Alcohol intoxication also predominated in the various violent crimes committed by the federal inmates - 39 per cent of assaults, 34 per cent of homicides and 30 per cent of attempted murders. Approximately one half (49 per cent) of violent crimes were attributed to alcohol and/or illicit drugs (five per cent drugs only, 28 per cent alcohol only and 16 per cent drugs and alcohol combined).

A study on the social cost of alcohol abuse by the National Institute for Alcohol and Drug Studies, Norway and Uppsala University, Sweden, noted that "The most representative U.S. studies place the proportion of homicides prior to which the offender had been drinking at around 55-60 per cent. The corresponding share of drinking victims is also relatively high, about 45-50 per cent. The percentage figure for the share of homicides in which either the offender or the victim (or both) had been drinking is about 65 per cent." The figures for assault are even worse, with 65-80 per cent of offenders found to have been drinking.

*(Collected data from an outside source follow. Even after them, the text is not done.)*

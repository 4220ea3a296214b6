//! Stasis Core Library
//!
//! Process snapshot engine. Hosts guest programs in-process, freezes all of
//! their threads on request, captures memory, execution state and open
//! descriptors into a single self-describing image file, and restarts a guest
//! from such an image as if it had just returned from the snapshot call.

pub mod binding;
pub mod capture;
pub mod config;
pub mod controller;
pub mod error;
pub mod guest;
pub mod image;
pub mod restart;
pub mod state;
pub mod types;

// Re-export commonly used types
pub use binding::{TAKE_FAILURE, TAKE_SUCCESS};
pub use config::{ConfigLoader, SnapshotConfig};
pub use controller::{ProcessController, SnapshotOutcome};
pub use error::{GuestError, HardValidationError, SnapshotError, StasisError, StasisResult};
pub use guest::{Guest, GuestExit, GuestProgram, RegisterFile, Step, VcpuContext};
pub use image::{ImageReader, SnapshotImage, SnapshotWriter};
pub use restart::{RestartLoader, RestartReport, RestartedGuest};
pub use state::{RestartPhase, RestartStateMachine, VcpuRunState};
pub use types::{GuestFd, Protection, SnapshotLabel, VcpuId};
// SPDX-License-Identifier: Apache-2.0
// Copyright 2025 Ankit Kumar Pandey

//! `stasis inspect` command - Validate an image and print its contents.

use chrono::{DateTime, Utc};
use serde::Serialize;
use stasis_core::image::{DescriptorKind, PipeEnd, RegionKind};
use stasis_core::{ImageReader, SnapshotImage};

/// JSON form of an inspected image.
#[derive(Serialize)]
struct InspectReport<'a> {
    path: String,
    created_at: String,
    memory_bytes: u64,
    image: &'a SnapshotImage,
}

/// Render an image timestamp (microseconds since the epoch).
pub fn format_timestamp(created_at_us: u64) -> String {
    i64::try_from(created_at_us)
        .ok()
        .and_then(DateTime::<Utc>::from_timestamp_micros)
        .map(|t| t.format("%Y-%m-%d %H:%M:%S UTC").to_string())
        .unwrap_or_else(|| "unknown".to_string())
}

fn describe_region(kind: &RegionKind) -> String {
    match kind {
        RegionKind::Anonymous { name: Some(name) } => format!("anon [{}]", name),
        RegionKind::Anonymous { name: None } => "anon".to_string(),
        RegionKind::File { path, offset } => format!("file {} @ {:#x}", path.display(), offset),
        RegionKind::Guard => "guard".to_string(),
    }
}

fn describe_descriptor(kind: &DescriptorKind) -> String {
    match kind {
        DescriptorKind::File { path, offset } => {
            format!("{} (offset {})", path.display(), offset)
        }
        DescriptorKind::Directory { path } | DescriptorKind::CharDevice { path } => {
            path.display().to_string()
        }
        DescriptorKind::Pipe { end, peer } => {
            let end = match end {
                PipeEnd::Read => "read end",
                PipeEnd::Write => "write end",
            };
            match peer {
                Some(peer) => format!("{}, peer fd {}", end, peer),
                None => format!("{}, peer not held", end),
            }
        }
        DescriptorKind::Listener { endpoint } => endpoint.to_string(),
        DescriptorKind::Closed { was, reason } => format!("was {}: {}", was, reason),
    }
}

pub async fn execute(
    config_path: Option<&str>,
    image: &str,
    json: bool,
) -> Result<(), Box<dyn std::error::Error>> {
    let config = super::load_config(config_path)?;
    let path = ImageReader::resolve(&config.directory, image);
    tracing::debug!(path = %path.display(), "Inspecting image");

    let image = ImageReader::open(&path)?;
    let created_at = format_timestamp(image.header.created_at_us);

    if json {
        let report = InspectReport {
            path: path.display().to_string(),
            created_at,
            memory_bytes: image.memory_bytes(),
            image: &image,
        };
        println!("{}", serde_json::to_string_pretty(&report)?);
        return Ok(());
    }

    let header = &image.header;
    println!("Image: {}", path.display());
    println!("  Label:          {}", header.label);
    println!("  Description:    {}", header.description);
    println!("  Format Version: {}", header.version);
    println!("  Architecture:   {:?}", header.arch);
    println!("  Program:        {}", image.metadata.program);
    println!("  Created:        {}", created_at);
    println!("  Live:           {}", header.live);
    println!();

    println!(
        "Memory ({} regions, {} bytes):",
        image.memory.len(),
        image.memory_bytes()
    );
    for region in &image.memory {
        println!(
            "  {:#014x}-{:#014x} {} {}",
            region.start,
            region.end(),
            region.permissions,
            describe_region(&region.kind)
        );
    }
    println!();

    println!("Threads ({}):", image.execution.threads.len());
    for thread in &image.execution.threads {
        println!(
            "  vcpu-{:<3} rip={:#x} rsp={:#x} pending={:?} blocked={:?}{}",
            thread.thread_id,
            thread.registers.instruction_pointer(),
            thread.registers.stack_pointer(),
            thread.pending_signals,
            thread.blocked_signals,
            if thread.continuation { " [continues]" } else { "" }
        );
    }
    println!();

    println!("Descriptors ({}):", image.descriptors.len());
    for (fd, entry) in image.descriptors.iter() {
        println!(
            "  {:<4} {:<11} {}{}",
            fd.value(),
            entry.kind.type_name(),
            describe_descriptor(&entry.kind),
            if entry.required { " (required)" } else { "" }
        );
    }

    if !image.signals.is_empty() {
        println!();
        println!("Signal Handlers ({}):", image.signals.len());
        for (signo, disposition) in &image.signals {
            println!(
                "  {:<3} handler={:#x} flags={:#x}",
                signo, disposition.handler, disposition.flags
            );
        }
    }

    if !image.metadata.warnings.is_empty() {
        println!();
        println!("Warnings:");
        for warning in &image.metadata.warnings {
            println!("  ! {}", warning);
        }
    }

    Ok(())
}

The study also found that approximately 50 per cent of robberies, rapes, burglary, larceny, auto theft and forgery are committed under the influence of alcohol. Arsonists show the highest proportion of pre-crime drinking.

The authors conclude, "It would thus seem that alcohol increases the incidence of criminal behaviour in society. The evidence of a statistical association is especially compelling with regard to criminal violence." As well, "In more ways than one, alcohol and its acute and long-term effects set the stage for interactions that have negative outcomes. This happens, for instance, in families where heavy drinking or the mere use of alcohol by one or more family member is a standing issue of contention."

If the federal government were seriously interested in crime prevention, rather than in pursuing a politically correct anti-gun agenda designed to pander to the ideology and/or ignorance of certain factions of voters, that $1 billion would have done a lot more to prevent crime, including domestic violence, had it been directed toward alcohol abuse in our society.